(Input)

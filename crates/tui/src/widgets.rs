//! Editable form fields used by every screen.

const MAX_FIELD_LEN: usize = 64;

/// Single-line text field with a character cursor.
#[derive(Debug, Clone)]
pub struct TextInput {
    pub label: &'static str,
    value: String,
    cursor: usize,
}

impl TextInput {
    pub fn new(label: &'static str) -> Self {
        Self {
            label,
            value: String::new(),
            cursor: 0,
        }
    }

    pub fn value(&self) -> &str {
        &self.value
    }

    pub fn cursor(&self) -> usize {
        self.cursor
    }

    pub fn set(&mut self, value: impl Into<String>) {
        self.value = value.into();
        self.cursor = self.len();
    }

    pub fn clear(&mut self) {
        self.value.clear();
        self.cursor = 0;
    }

    fn len(&self) -> usize {
        self.value.chars().count()
    }

    fn byte_index(&self) -> usize {
        self.value
            .char_indices()
            .nth(self.cursor)
            .map(|(index, _)| index)
            .unwrap_or(self.value.len())
    }

    pub fn move_cursor(&mut self, delta: isize) {
        let len = self.len() as isize;
        let next = (self.cursor as isize + delta).clamp(0, len);
        self.cursor = next as usize;
    }

    pub fn move_home(&mut self) {
        self.cursor = 0;
    }

    pub fn move_end(&mut self) {
        self.cursor = self.len();
    }

    pub fn insert(&mut self, ch: char) {
        if self.len() >= MAX_FIELD_LEN || ch.is_control() {
            return;
        }
        let index = self.byte_index();
        self.value.insert(index, ch);
        self.cursor += 1;
    }

    pub fn backspace(&mut self) {
        if self.cursor > 0 {
            self.cursor -= 1;
            let index = self.byte_index();
            self.value.remove(index);
        }
    }

    pub fn delete(&mut self) {
        if self.cursor < self.len() {
            let index = self.byte_index();
            self.value.remove(index);
        }
    }
}

/// Choice between a fixed list of labelled options, cycled with arrow keys.
#[derive(Debug, Clone)]
pub struct Picker<K> {
    pub label: &'static str,
    options: Vec<(K, String)>,
    index: Option<usize>,
}

impl<K: Clone + PartialEq> Picker<K> {
    pub fn new(label: &'static str) -> Self {
        Self {
            label,
            options: Vec::new(),
            index: None,
        }
    }

    /// Replace the options, keeping the current selection when it survives.
    pub fn set_options(&mut self, options: Vec<(K, String)>) {
        let previous = self.selected().cloned();
        self.options = options;
        self.index = previous.and_then(|key| self.options.iter().position(|(k, _)| *k == key));
    }

    pub fn clear(&mut self) {
        self.index = None;
    }

    pub fn cycle(&mut self, delta: isize) {
        if self.options.is_empty() {
            self.index = None;
            return;
        }
        let len = self.options.len() as isize;
        let next = match self.index {
            Some(current) => (current as isize + delta).rem_euclid(len),
            None if delta < 0 => len - 1,
            None => 0,
        };
        self.index = Some(next as usize);
    }

    pub fn selected(&self) -> Option<&K> {
        self.index
            .and_then(|index| self.options.get(index))
            .map(|(key, _)| key)
    }

    pub fn display(&self) -> String {
        match self.index.and_then(|index| self.options.get(index)) {
            Some((_, label)) => format!("< {label} >"),
            None if self.options.is_empty() => "(none available)".to_string(),
            None => "< select >".to_string(),
        }
    }
}

/// Clamp a table cursor to `len` rows.
pub fn clamp_cursor(cursor: usize, len: usize) -> usize {
    cursor.min(len.saturating_sub(1))
}

/// Move a table cursor by `delta`, staying within `len` rows.
pub fn step_cursor(cursor: usize, delta: isize, len: usize) -> usize {
    if len == 0 {
        return 0;
    }
    (cursor as isize + delta).clamp(0, len as isize - 1) as usize
}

(End Input)

Repeat exactly the lines from the line containing "pub fn display(&self)" through the last line of the records above, including both, and nothing else.

    pub fn display(&self) -> String {
        match self.index.and_then(|index| self.options.get(index)) {
            Some((_, label)) => format!("< {label} >"),
            None if self.options.is_empty() => "(none available)".to_string(),
            None => "< select >".to_string(),
        }
    }
}

/// Clamp a table cursor to `len` rows.
pub fn clamp_cursor(cursor: usize, len: usize) -> usize {
    cursor.min(len.saturating_sub(1))
}

/// Move a table cursor by `delta`, staying within `len` rows.
pub fn step_cursor(cursor: usize, delta: isize, len: usize) -> usize {
    if len == 0 {
        return 0;
    }
    (cursor as isize + delta).clamp(0, len as isize - 1) as usize
}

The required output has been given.